A Panel Discussion
As companies like Johnson & Johnson look to install solar panels as part of their larger sustainability efforts, FM Global helps them also measure the risk involved with going green
It's high noon and the powerful June sun is baking the roof of the parking garage at Johnson & Johnson's New Brunswick, New Jersey, USA headquarters. Michael Newman, the company's manager of loss prevention and property claims, walks slowly under the galvanized steel framework supporting 33,000 square feet (3,066 square meters) of solar panels on sun-tracking mounts. The panel arrays tilt slowly overhead, following the sun's path.
In a sort of modern alchemy, solar or photovoltaic cells (from the Greek phos, meaning "light," and "voltaic," from the name of the Italian physicist Alessandro Volta, meaning "electric") convert the sun's rays directly into electricity. Rooftop solar-panel systems are also known as photovoltaic (PV) systems or building-integrated photovoltaics (BIPV).
The 234 kilowatts of power generated by these semiconductor devices are used directly by Johnson & Johnson's headquarters to meet up to 20 percent of the facility's electricity needs. Johnson & Johnson, founded in 1886, is a large global medical devices, biologics, pharmaceutical
and consumer health company. In the United States, its operating companies produce 4.1 megawatts of electricity from 10 solar installations—enough to power nearly 4,000 homes.

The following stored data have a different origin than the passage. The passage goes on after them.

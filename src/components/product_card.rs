use crate::components::icons::{HeartIcon, MapPinIcon, ShoppingCartIcon, StarIcon};
use crate::utils::{format_rating, format_rupiah, CardState, Product};
use dioxus::prelude::*;

/// A single storefront card.
///
/// `on_buy` and `on_detail` are optional; without them the buttons are inert.
#[component]
pub fn ProductCard(
    product: Product,
    #[props(into)] on_buy: Option<EventHandler<Product>>,
    #[props(into)] on_detail: Option<EventHandler<Product>>,
) -> Element {
    let mut state = use_signal(|| CardState::new(&product));

    let category = product.category();
    let price = format_rupiah(product.price);
    let rating = format_rating(product.umkm_rating);

    let card = state.read().clone();
    let heart_class = if card.liked() {
        "h-5 w-5 transition-colors duration-200 text-red-500 fill-current"
    } else {
        "h-5 w-5 transition-colors duration-200 text-neutral-600 dark:text-neutral-400"
    };

    let buy_product = product.clone();
    let detail_product = product.clone();

    rsx! {
        div {
            class: "group relative transition-transform duration-300 hover:-translate-y-2 hover:scale-[1.02] active:scale-[0.98]",

            // Glow
            div {
                class: "absolute -inset-0.5 bg-linear-to-r from-blue-500 via-purple-500 to-pink-500 rounded-2xl opacity-0 group-hover:opacity-20 transition-opacity duration-500 blur"
            }

            div {
                class: "relative bg-white/80 dark:bg-neutral-900/80 backdrop-blur-xl rounded-2xl shadow-xl border border-white/20 dark:border-neutral-700/50 overflow-hidden transition-all duration-500 group-hover:shadow-2xl",

                // Image area
                div {
                    class: "relative aspect-square overflow-hidden bg-linear-to-br from-neutral-100 to-neutral-200 dark:from-neutral-800 dark:to-neutral-900",

                    CardImage { state, alt: product.name.clone() }

                    div {
                        class: "absolute inset-0 bg-linear-to-t from-black/20 via-transparent to-transparent opacity-0 group-hover:opacity-100 transition-opacity duration-300"
                    }

                    // Like
                    button {
                        r#type: "button",
                        title: if card.liked() { "Batal suka" } else { "Suka" },
                        onclick: move |_| state.write().toggle_like(),
                        class: "absolute top-3 right-3 p-2 rounded-full bg-white/90 dark:bg-neutral-800/90 backdrop-blur-sm shadow-lg opacity-0 group-hover:opacity-100 hover:scale-110 active:scale-90 transition-all duration-300",
                        HeartIcon { class: heart_class.to_string() }
                    }

                    // Category badge
                    div {
                        class: "absolute top-3 left-3",
                        div {
                            class: "px-3 py-1.5 rounded-full bg-linear-to-r {category.gradient()} text-white text-xs font-bold shadow-lg backdrop-blur-sm flex items-center gap-1",
                            span { "{category.icon()}" }
                            span { "{product.umkm_category}" }
                        }
                    }

                    // Rating badge
                    div {
                        class: "absolute bottom-3 right-3 flex items-center gap-1 px-2 py-1 bg-white/90 dark:bg-neutral-800/90 backdrop-blur-sm rounded-full shadow-lg",
                        StarIcon { class: "h-4 w-4 text-yellow-400 fill-current" }
                        span {
                            class: "text-sm font-bold text-neutral-700 dark:text-neutral-300",
                            "{rating}"
                        }
                    }
                }

                div {
                    class: "p-6",

                    h3 {
                        class: "font-bold text-xl text-neutral-900 dark:text-neutral-100 mb-3 line-clamp-2 group-hover:text-blue-600 dark:group-hover:text-blue-400 transition-colors duration-200",
                        "{product.name}"
                    }

                    div {
                        class: "mb-4",
                        p {
                            class: "text-2xl font-bold bg-linear-to-r from-blue-600 to-purple-600 bg-clip-text text-transparent",
                            "{price}"
                        }
                    }

                    // Vendor
                    div {
                        class: "border-t border-neutral-200 dark:border-neutral-700 pt-4 mb-4",
                        div {
                            class: "flex items-center gap-2 mb-2",
                            MapPinIcon { class: "h-4 w-4 text-neutral-400" }
                            span {
                                class: "text-sm font-medium text-neutral-600 dark:text-neutral-400",
                                "{product.umkm_name}"
                            }
                        }
                    }

                    div {
                        class: "flex gap-2",

                        button {
                            r#type: "button",
                            onclick: move |_| {
                                if let Some(handler) = on_buy {
                                    handler.call(buy_product.clone());
                                }
                            },
                            class: "flex-1 px-4 py-3 bg-linear-to-r from-blue-500 to-purple-500 hover:from-blue-600 hover:to-purple-600 text-white font-bold rounded-xl hover:scale-105 active:scale-95 transition-all duration-200 flex items-center justify-center gap-2 shadow-lg hover:shadow-xl",
                            ShoppingCartIcon { class: "h-4 w-4" }
                            span { "Beli" }
                        }

                        button {
                            r#type: "button",
                            onclick: move |_| {
                                if let Some(handler) = on_detail {
                                    handler.call(detail_product.clone());
                                }
                            },
                            class: "px-4 py-3 bg-white/60 dark:bg-neutral-800/60 hover:bg-white dark:hover:bg-neutral-700 text-neutral-700 dark:text-neutral-300 font-medium rounded-xl hover:scale-105 active:scale-95 transition-all duration-200 border border-neutral-200 dark:border-neutral-600 backdrop-blur-sm",
                            "Detail"
                        }
                    }
                }

                // Shine
                div {
                    class: "absolute inset-0 opacity-0 group-hover:opacity-100 transition-opacity duration-500 pointer-events-none",
                    div {
                        class: "absolute inset-0 bg-linear-to-r from-transparent via-white/10 to-transparent -skew-x-12 -translate-x-full group-hover:translate-x-full transition-transform duration-1000"
                    }
                }
            }
        }
    }
}

/// Product image with the loading shimmer. A load error swaps in the
/// category placeholder.
#[component]
fn CardImage(state: Signal<CardState>, alt: String) -> Element {
    let card = state.read().clone();
    let image_src = card.image_src().to_string();
    let image_class = if card.image_loaded() {
        "opacity-100 scale-100"
    } else {
        "opacity-0 scale-110"
    };

    rsx! {
        img {
            src: "{image_src}",
            alt: "{alt}",
            class: "w-full h-full object-cover transition-all duration-500 group-hover:scale-110 {image_class}",
            onload: move |_| state.write().mark_loaded(),
            onerror: move |_| state.write().mark_failed(),
        }

        if card.show_shimmer() {
            div {
                class: "absolute inset-0 bg-linear-to-r from-transparent via-white/20 to-transparent animate-pulse",
                div { class: "w-full h-full bg-neutral-200 dark:bg-neutral-700 animate-pulse" }
            }
        }
    }
}
use serde::{Deserialize, Serialize};

#[derive(Clone, Copy, PartialEq, Debug, Default, Serialize, Deserialize)]
#[serde(rename_all = "lowercase")]
pub enum Theme {
    #[default]
    Light,
    Dark,
}

impl Theme {
    pub fn name(&self) -> &'static str {
        match self {
            Theme::Light => "Light",
            Theme::Dark => "Dark",
        }
    }

    /// Class for the root element; Tailwind's `dark:` variants key off it.
    pub fn root_class(&self) -> &'static str {
        match self {
            Theme::Light => "",
            Theme::Dark => "dark",
        }
    }

    pub fn is_dark(&self) -> bool {
        matches!(self, Theme::Dark)
    }

    pub fn toggled(&self) -> Theme {
        match self {
            Theme::Light => Theme::Dark,
            Theme::Dark => Theme::Light,
        }
    }
}

#[cfg(test)]
mod tests {
    use super::*;

    #[test]
    fn test_toggle() {
        assert_eq!(Theme::Light.toggled(), Theme::Dark);
        assert_eq!(Theme::Dark.toggled(), Theme::Light);
        assert!(Theme::Dark.is_dark());
        assert!(!Theme::default().is_dark());
    }
}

Solar power—along with other on-site renewable energy sources, such as wind, solar hot water, biomass co-generation and geothermal—
is a key element in Johnson & Johnson's Climate Friendly Energy Policy, approved by the company's executive committee in 2003. Since 1999, when Johnson & Johnson first announced its ambitious commitment
to reduce its carbon footprint worldwide, through 2007, it has achieved a decrease in CO2 emissions of 12.7 percent. (This figure exceeds the firm's original goal of a 7 percent reduction from its 1990 baseline.) Sales, during the same period, have increased nearly 400 percent.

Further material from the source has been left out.